Your instructions
Pull every line with "formats" from the data.

Task material

//! Key-information-extraction labels.
//!
//! Reads the shape list of each image from the raw label text rather than
//! the parsed records: the text is split into its top-level `{...}` objects
//! and each object is parsed on its own, so a line that lost its array
//! brackets still exports. Difficult shapes are dropped entirely and the
//! `None` key class becomes `other`.

use serde::Serialize;

use crate::constants::{KEY_CLS_NONE, KEY_CLS_OTHER, KIE_LABEL_FILE};
use crate::export::dataset::{DatasetEntry, ExportDataset};
use crate::export::error::ExportError;
use crate::export::formats::crops::check_source;
use crate::export::traits::{DatasetExporter, ExportResult, RenderedExport};
use crate::model::{Point, ShapeRecord};
use crate::store::StoreError;
use crate::store::label_file::normalize_literals;

/// KIE exporter writing `kie_label.json` as tab-separated lines.
pub struct KieExporter;

#[derive(Debug, Serialize)]
struct KieAnnotation {
    transcription: String,
    label: String,
    points: Vec<Point>,
    id: usize,
    linking: Vec<[usize; 2]>,
}

/// Split text into its top-level `{...}` objects.
///
/// Braces inside string literals are ignored. Text outside any object
/// (brackets, commas, whitespace) is dropped. An unterminated trailing
/// object is returned as is so that parsing it reports the error.
pub fn split_objects(raw: &str) -> Vec<&str> {
    let mut objects = Vec::new();
    let mut depth = 0usize;
    let mut start = None;
    let mut in_string = false;
    let mut escaped = false;

    for (idx, c) in raw.char_indices() {
        if in_string {
            if escaped {
                escaped = false;
            } else if c == '\\' {
                escaped = true;
            } else if c == '"' {
                in_string = false;
            }
            continue;
        }

        match c {
            '"' => in_string = true,
            '{' => {
                if depth == 0 {
                    start = Some(idx);
                }
                depth += 1;
            }
            '}' if depth > 0 => {
                depth -= 1;
                if depth == 0 {
                    if let Some(begin) = start.take() {
                        objects.push(&raw[begin..=idx]);
                    }
                }
            }
            _ => {}
        }
    }

    if let Some(begin) = start {
        objects.push(&raw[begin..]);
    }
    objects
}

fn kie_annotations(
    entry: &DatasetEntry,
    dataset: &ExportDataset,
) -> Result<Vec<KieAnnotation>, ExportError> {
    let mut annotations = Vec::new();
    for (seq, object) in split_objects(&entry.raw_shapes).into_iter().enumerate() {
        let record: ShapeRecord = serde_json::from_str(&normalize_literals(object))
            .map_err(|e| StoreError::malformed(dataset.label_path(), entry.line, e.to_string()))?;
        if record.difficult {
            continue;
        }

        let label = if record.key_cls == KEY_CLS_NONE {
            KEY_CLS_OTHER.to_string()
        } else {
            record.key_cls
        };
        annotations.push(KieAnnotation {
            transcription: record.transcription,
            label,
            points: record.points,
            id: seq,
            linking: Vec::new(),
        });
    }
    Ok(annotations)
}

impl DatasetExporter for KieExporter {
    fn id(&self) -> &'static str {
        "kie"
    }

    fn display_name(&self) -> &'static str {
        "Key information extraction"
    }

    fn output_file(&self) -> &'static str {
        KIE_LABEL_FILE
    }

    fn render(&self, dataset: &ExportDataset) -> Result<RenderedExport, ExportError> {
        let mut result = ExportResult::new();
        let mut contents = String::new();

        for entry in dataset.entries() {
            if !check_source(entry, &mut result) {
                continue;
            }
            let annotations = kie_annotations(entry, dataset)?;

            contents.push_str(entry.key.file_name());
            contents.push('\t');
            contents.push_str(&serde_json::to_string(&annotations)?);
            contents.push('\n');

            result.images_exported += 1;
            result.annotations_exported += annotations.len();
        }

        Ok(RenderedExport {
            contents: contents.into_bytes(),
            crops: Vec::new(),
            result,
        })
    }
}
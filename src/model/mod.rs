//! Data models for text-region annotations.

mod key;
mod point;
mod shape;

pub use key::ImageKey;
pub use point::{Point, RatioPoint};
pub use shape::{LockedShape, MIN_SHAPE_POINTS, Shape, ShapeError, ShapeRecord};
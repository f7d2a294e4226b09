//! Recognition labels, line dialect.
//!
//! Every non-difficult shape is rectified into a crop under `crop_img/` and
//! listed as `crop_img/<crop>\t<transcription>`.

use std::path::Path;

use crate::constants::{CROP_DIR, REC_LABEL_FILE};
use crate::export::dataset::ExportDataset;
use crate::export::error::ExportError;
use crate::export::formats::crops::{RecSample, collect_crops};
use crate::export::traits::{DatasetExporter, ExportOptions, ExportResult, RenderedExport};
use crate::store::LabelStore;

/// Recognition exporter writing `rec_label.txt` plus crops.
pub struct RecPaddleExporter;

impl DatasetExporter for RecPaddleExporter {
    fn id(&self) -> &'static str {
        "rec"
    }

    fn display_name(&self) -> &'static str {
        "Recognition crops (lines)"
    }

    fn output_file(&self) -> &'static str {
        REC_LABEL_FILE
    }

    fn render(&self, dataset: &ExportDataset) -> Result<RenderedExport, ExportError> {
        let batch = collect_crops(dataset, |key, index| {
            format!("{}_crop_{}.jpg", key.file_stem(), index)
        })?;
        Ok(RenderedExport {
            contents: render_lines(&batch.samples, &format!("{}/", CROP_DIR)).into_bytes(),
            crops: batch.crops,
            result: batch.result,
        })
    }
}

fn render_lines(samples: &[RecSample], prefix: &str) -> String {
    samples
        .iter()
        .map(|s| format!("{}{}\t{}\n", prefix, s.file_name, s.text))
        .collect()
}

/// Export the crops of one image as `rec_gt_<stem>.txt`.
///
/// Uses the in-memory manual labels of the image, confirmed or not. Crops
/// are named `<stem>_<index>.jpg` and listed without the folder prefix.
pub fn export_single_image(
    store: &LabelStore,
    image_path: &Path,
    options: &ExportOptions,
) -> Result<ExportResult, ExportError> {
    let dataset = ExportDataset::single(store, image_path)?;
    let batch = collect_crops(&dataset, |key, index| {
        format!("{}_{}.jpg", key.file_stem(), index)
    })?;

    let stem = dataset
        .entries()
        .first()
        .map(|entry| entry.key.file_stem().to_string())
        .unwrap_or_default();
    let rendered = RenderedExport {
        contents: render_lines(&batch.samples, "").into_bytes(),
        crops: batch.crops,
        result: batch.result,
    };

    let output_dir = options
        .output_dir
        .clone()
        .unwrap_or_else(|| store.project_dir().to_path_buf());
    let result = rendered.write(&output_dir, &format!("rec_gt_{}.txt", stem))?;
    result.log_summary("rec-single");
    Ok(result)
}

Exercise result
use crate::export::formats::crops::check_source;
use crate::export::formats::crops::{RecSample, collect_crops};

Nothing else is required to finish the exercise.